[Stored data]
========================================

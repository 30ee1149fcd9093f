//! Page rasterization.
//!
//! Rendering goes through the [`Rasterizer`] trait so the crop and packaging
//! code can be exercised without the pdfium shared library. The pixel grid of
//! a rendered page is the page's point grid multiplied by `zoom`, with the
//! origin at the top-left corner, the same space [`examcrop_core::Word`]
//! boxes live in before scaling.

use std::path::Path;

use image::RgbImage;

use crate::PdfError;

/// Render one page of a PDF to an RGB bitmap.
pub trait Rasterizer {
    /// `page_index` is 0-based. The returned image is
    /// `page_width * zoom` by `page_height * zoom` pixels.
    fn render_page(&self, pdf: &[u8], page_index: usize, zoom: f32)
        -> Result<RgbImage, PdfError>;
}

/// Stand-in used when no rendering library could be bound. Every render
/// fails, so every crop degrades to a blank placeholder.
#[derive(Debug, Clone)]
pub struct UnavailableRasterizer {
    pub reason: String,
}

impl Rasterizer for UnavailableRasterizer {
    fn render_page(&self, _pdf: &[u8], _page_index: usize, _zoom: f32) -> Result<RgbImage, PdfError> {
        Err(PdfError::Render(self.reason.clone()))
    }
}

#[cfg(feature = "pdfium")]
pub use self::pdfium::PdfiumRasterizer;

#[cfg(feature = "pdfium")]
mod pdfium {
    use std::path::Path;

    use image::RgbImage;
    use pdfium_render::prelude::*;

    use super::Rasterizer;
    use crate::PdfError;

    pub struct PdfiumRasterizer {
        pdfium: Pdfium,
    }

    impl PdfiumRasterizer {
        /// Bind pdfium from `dir` when given, falling back to the system
        /// library.
        pub fn bind(dir: Option<&Path>) -> Result<Self, PdfError> {
            let bindings = match dir {
                Some(dir) => Pdfium::bind_to_library(Pdfium::pdfium_platform_library_name_at_path(dir))
                    .or_else(|_| Pdfium::bind_to_system_library()),
                None => Pdfium::bind_to_system_library(),
            }
            .map_err(|e| PdfError::Render(format!("failed to bind pdfium: {}", e)))?;

            Ok(PdfiumRasterizer {
                pdfium: Pdfium::new(bindings),
            })
        }
    }

    impl Rasterizer for PdfiumRasterizer {
        fn render_page(&self, pdf: &[u8], page_index: usize, zoom: f32) -> Result<RgbImage, PdfError> {
            let document = self
                .pdfium
                .load_pdf_from_byte_slice(pdf, None)
                .map_err(|e| PdfError::Parse(e.to_string()))?;

            let pages = document.pages();
            let count = pages.len() as usize;
            let page = pages
                .iter()
                .nth(page_index)
                .ok_or(PdfError::PageOutOfRange {
                    page: page_index,
                    count,
                })?;

            let pixel_width = (page.width().value * zoom).round() as i32;
            let pixel_height = (page.height().value * zoom).round() as i32;

            let bitmap = page
                .render_with_config(
                    &PdfRenderConfig::new()
                        .set_target_width(pixel_width)
                        .set_target_height(pixel_height)
                        .render_form_data(true)
                        .render_annotations(true),
                )
                .map_err(|e| PdfError::Render(e.to_string()))?;

            // Go through raw bytes so the image version pdfium-render links
            // against does not have to match ours.
            let rgb = bitmap.as_image().to_rgb8();
            let (width, height) = rgb.dimensions();
            RgbImage::from_raw(width, height, rgb.into_raw())
                .ok_or_else(|| PdfError::Render("bitmap size mismatch".to_string()))
        }
    }
}

/// The best rasterizer available on this machine.
///
/// Never fails: when pdfium cannot be bound, a warning is logged and an
/// [`UnavailableRasterizer`] is returned so conversion still produces an
/// archive (of blanks).
pub fn system_rasterizer(pdfium_dir: Option<&Path>) -> Box<dyn Rasterizer> {
    #[cfg(feature = "pdfium")]
    let rasterizer: Box<dyn Rasterizer> = match PdfiumRasterizer::bind(pdfium_dir) {
        Ok(r) => Box::new(r),
        Err(e) => {
            log::warn!("{}; crops will be blank placeholders", e);
            Box::new(UnavailableRasterizer {
                reason: e.to_string(),
            })
        }
    };

    #[cfg(not(feature = "pdfium"))]
    let rasterizer: Box<dyn Rasterizer> = {
        let _ = pdfium_dir;
        log::warn!("built without pdfium; crops will be blank placeholders");
        Box::new(UnavailableRasterizer {
            reason: "built without pdfium support".to_string(),
        })
    };

    rasterizer
}

#[cfg(test)]
mod tests {
    use super::*;

    #[test]
    fn test_unavailable_rasterizer_reports_reason() {
        let r = UnavailableRasterizer {
            reason: "no library".to_string(),
        };
        match r.render_page(b"%PDF-1.5", 0, 2.0) {
            Err(PdfError::Render(msg)) => assert_eq!(msg, "no library"),
            other => panic!("expected render error, got {:?}", other.map(|i| i.dimensions())),
        }
    }
}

========================================

## YOUR INSTRUCTIONS
Count the lines in the entries above that hold the string "bound", and give that count without any other text.

## TASK SOLUTION
2